▶ _Task to carry out_
In the listing below, find each line with the string "adjacency" and report it.
_ _ _
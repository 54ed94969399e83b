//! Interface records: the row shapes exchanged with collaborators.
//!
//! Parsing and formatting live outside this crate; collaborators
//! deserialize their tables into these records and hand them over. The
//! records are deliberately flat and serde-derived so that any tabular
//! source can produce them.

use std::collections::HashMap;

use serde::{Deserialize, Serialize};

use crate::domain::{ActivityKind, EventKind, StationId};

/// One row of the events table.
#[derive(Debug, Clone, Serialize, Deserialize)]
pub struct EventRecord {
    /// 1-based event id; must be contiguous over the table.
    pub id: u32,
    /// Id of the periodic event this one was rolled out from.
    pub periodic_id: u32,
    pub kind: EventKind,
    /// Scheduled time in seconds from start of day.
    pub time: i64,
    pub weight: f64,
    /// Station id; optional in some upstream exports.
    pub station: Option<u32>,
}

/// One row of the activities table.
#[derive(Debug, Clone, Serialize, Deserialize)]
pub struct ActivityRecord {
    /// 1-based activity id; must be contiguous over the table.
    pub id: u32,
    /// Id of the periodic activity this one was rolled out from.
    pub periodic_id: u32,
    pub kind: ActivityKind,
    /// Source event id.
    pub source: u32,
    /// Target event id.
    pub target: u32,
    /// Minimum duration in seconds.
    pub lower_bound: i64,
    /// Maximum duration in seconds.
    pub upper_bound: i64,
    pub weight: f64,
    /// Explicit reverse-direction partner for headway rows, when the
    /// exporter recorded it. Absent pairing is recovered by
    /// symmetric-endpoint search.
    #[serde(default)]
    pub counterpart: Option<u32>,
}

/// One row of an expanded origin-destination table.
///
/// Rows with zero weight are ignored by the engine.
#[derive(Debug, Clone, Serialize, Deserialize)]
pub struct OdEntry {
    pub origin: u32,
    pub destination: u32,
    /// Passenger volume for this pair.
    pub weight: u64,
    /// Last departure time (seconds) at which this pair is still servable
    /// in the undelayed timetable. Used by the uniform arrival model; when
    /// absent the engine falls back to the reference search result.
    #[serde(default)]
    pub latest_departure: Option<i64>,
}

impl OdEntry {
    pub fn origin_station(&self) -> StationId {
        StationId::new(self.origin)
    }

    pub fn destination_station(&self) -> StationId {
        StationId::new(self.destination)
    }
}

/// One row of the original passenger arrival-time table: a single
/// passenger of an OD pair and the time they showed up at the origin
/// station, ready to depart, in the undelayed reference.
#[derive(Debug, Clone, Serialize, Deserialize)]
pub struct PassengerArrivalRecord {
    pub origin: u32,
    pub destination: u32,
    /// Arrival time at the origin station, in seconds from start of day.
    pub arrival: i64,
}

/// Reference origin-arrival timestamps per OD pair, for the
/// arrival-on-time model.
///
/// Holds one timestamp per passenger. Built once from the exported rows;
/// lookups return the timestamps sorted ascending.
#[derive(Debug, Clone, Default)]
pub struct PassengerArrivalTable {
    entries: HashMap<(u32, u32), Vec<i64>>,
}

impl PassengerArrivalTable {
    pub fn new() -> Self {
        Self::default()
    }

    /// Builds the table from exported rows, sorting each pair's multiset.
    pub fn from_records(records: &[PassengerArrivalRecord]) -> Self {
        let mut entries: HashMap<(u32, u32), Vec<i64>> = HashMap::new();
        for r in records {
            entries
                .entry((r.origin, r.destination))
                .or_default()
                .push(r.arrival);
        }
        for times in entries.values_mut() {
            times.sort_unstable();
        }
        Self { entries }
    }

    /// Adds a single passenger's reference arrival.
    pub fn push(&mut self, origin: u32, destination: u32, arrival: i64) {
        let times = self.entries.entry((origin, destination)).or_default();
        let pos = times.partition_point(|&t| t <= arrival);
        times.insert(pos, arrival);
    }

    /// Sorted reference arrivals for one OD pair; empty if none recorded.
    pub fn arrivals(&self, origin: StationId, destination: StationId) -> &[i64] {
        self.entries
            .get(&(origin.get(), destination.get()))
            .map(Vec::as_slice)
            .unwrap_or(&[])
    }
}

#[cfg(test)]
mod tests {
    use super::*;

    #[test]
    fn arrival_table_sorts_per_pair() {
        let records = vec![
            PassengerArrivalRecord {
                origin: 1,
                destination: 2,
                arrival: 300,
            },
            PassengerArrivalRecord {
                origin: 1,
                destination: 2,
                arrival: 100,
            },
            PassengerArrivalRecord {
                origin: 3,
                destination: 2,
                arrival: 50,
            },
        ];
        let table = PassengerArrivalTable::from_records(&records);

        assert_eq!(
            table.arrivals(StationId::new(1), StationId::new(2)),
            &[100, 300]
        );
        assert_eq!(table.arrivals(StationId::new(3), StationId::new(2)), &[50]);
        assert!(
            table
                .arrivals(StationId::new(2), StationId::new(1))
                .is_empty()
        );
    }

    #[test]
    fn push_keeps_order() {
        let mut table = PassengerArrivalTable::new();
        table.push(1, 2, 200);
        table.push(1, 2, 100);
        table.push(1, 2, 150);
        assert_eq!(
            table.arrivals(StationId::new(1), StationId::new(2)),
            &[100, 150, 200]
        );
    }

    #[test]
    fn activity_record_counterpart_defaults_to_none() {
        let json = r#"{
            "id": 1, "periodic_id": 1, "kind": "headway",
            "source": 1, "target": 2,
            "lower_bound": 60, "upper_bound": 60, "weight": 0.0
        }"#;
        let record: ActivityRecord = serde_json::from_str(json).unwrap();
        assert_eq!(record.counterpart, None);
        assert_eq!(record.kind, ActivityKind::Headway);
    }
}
_ _ _
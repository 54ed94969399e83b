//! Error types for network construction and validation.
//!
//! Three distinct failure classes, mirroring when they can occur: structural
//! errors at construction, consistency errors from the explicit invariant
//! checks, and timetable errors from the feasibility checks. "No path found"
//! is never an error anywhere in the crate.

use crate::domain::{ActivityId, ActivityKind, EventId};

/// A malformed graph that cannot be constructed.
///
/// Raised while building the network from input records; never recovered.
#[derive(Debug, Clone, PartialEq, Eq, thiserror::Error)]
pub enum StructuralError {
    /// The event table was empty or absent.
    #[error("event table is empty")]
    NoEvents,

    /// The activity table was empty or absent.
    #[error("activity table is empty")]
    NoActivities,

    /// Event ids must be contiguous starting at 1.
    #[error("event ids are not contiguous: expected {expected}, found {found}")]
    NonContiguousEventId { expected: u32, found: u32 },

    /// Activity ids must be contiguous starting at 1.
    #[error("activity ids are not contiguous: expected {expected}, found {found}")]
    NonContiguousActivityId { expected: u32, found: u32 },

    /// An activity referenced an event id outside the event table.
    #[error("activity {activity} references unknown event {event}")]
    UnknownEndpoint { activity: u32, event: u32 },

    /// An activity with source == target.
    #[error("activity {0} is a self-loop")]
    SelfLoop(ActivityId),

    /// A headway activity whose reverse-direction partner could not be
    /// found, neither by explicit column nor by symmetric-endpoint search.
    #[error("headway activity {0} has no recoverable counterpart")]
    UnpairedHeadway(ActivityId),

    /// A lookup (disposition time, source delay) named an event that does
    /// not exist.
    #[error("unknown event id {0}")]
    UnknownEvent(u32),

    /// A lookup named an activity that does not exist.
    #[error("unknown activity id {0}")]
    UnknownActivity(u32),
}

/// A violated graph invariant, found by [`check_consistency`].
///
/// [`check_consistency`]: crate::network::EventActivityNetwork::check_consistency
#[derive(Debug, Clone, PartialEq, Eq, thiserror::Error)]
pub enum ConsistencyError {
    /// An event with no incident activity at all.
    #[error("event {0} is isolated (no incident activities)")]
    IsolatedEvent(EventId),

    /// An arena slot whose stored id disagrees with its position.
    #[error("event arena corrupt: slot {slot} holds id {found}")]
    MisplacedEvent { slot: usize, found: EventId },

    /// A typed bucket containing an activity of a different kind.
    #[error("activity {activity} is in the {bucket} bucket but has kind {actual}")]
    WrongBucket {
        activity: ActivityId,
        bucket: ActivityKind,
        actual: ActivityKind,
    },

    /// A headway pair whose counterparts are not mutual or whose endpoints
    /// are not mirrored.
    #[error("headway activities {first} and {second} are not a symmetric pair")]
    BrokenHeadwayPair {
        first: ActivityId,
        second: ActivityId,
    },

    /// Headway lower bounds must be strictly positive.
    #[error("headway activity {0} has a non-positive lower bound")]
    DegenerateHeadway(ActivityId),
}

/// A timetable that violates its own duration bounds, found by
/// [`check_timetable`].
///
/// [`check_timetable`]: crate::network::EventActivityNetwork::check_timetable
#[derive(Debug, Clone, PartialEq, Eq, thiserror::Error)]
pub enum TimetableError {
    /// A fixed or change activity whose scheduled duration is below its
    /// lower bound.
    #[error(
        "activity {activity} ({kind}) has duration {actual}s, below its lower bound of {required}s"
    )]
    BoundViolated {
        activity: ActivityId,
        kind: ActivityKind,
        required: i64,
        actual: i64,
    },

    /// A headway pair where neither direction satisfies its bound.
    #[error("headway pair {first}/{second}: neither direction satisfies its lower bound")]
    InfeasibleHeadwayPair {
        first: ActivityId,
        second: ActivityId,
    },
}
_ _ _
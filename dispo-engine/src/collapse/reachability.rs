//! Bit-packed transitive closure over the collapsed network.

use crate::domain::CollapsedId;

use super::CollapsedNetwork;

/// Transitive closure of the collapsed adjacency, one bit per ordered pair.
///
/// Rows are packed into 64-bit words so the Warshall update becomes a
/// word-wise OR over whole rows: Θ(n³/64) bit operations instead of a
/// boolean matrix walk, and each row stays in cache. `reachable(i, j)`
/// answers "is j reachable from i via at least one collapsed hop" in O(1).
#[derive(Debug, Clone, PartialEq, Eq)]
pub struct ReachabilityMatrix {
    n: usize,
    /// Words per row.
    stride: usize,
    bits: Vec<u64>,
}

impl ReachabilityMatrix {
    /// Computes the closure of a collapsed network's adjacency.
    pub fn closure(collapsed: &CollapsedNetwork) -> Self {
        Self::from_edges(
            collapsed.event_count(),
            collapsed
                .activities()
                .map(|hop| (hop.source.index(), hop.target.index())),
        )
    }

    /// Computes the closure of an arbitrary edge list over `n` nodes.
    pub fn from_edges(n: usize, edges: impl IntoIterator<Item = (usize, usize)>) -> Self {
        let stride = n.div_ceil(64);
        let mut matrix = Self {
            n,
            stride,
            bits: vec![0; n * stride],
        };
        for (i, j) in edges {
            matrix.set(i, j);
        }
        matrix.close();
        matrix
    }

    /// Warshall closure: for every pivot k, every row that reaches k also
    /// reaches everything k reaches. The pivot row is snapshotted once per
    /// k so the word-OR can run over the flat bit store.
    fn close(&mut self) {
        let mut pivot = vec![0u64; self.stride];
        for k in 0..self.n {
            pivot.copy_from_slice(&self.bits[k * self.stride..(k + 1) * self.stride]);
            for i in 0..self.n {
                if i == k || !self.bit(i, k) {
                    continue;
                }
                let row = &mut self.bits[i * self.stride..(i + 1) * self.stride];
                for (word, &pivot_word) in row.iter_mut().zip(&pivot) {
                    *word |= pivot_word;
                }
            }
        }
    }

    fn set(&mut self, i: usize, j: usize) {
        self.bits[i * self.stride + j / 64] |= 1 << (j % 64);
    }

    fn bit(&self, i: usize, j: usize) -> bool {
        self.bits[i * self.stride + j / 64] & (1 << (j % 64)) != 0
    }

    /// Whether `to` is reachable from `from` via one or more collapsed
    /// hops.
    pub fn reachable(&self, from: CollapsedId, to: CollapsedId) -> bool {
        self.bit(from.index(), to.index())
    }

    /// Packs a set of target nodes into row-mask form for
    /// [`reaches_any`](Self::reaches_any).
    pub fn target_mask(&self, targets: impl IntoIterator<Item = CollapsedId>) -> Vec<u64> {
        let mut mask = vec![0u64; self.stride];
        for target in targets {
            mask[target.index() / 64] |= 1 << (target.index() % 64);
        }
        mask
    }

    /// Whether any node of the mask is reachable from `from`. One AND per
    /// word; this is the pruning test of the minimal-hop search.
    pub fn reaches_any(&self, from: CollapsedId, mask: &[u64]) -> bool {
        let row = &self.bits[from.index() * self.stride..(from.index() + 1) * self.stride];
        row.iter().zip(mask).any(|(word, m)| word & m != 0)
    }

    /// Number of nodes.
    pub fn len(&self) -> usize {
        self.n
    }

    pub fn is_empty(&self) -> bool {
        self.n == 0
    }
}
_ _ _
▶ _Expected output_
/// Transitive closure of the collapsed adjacency, one bit per ordered pair.
    /// Computes the closure of a collapsed network's adjacency.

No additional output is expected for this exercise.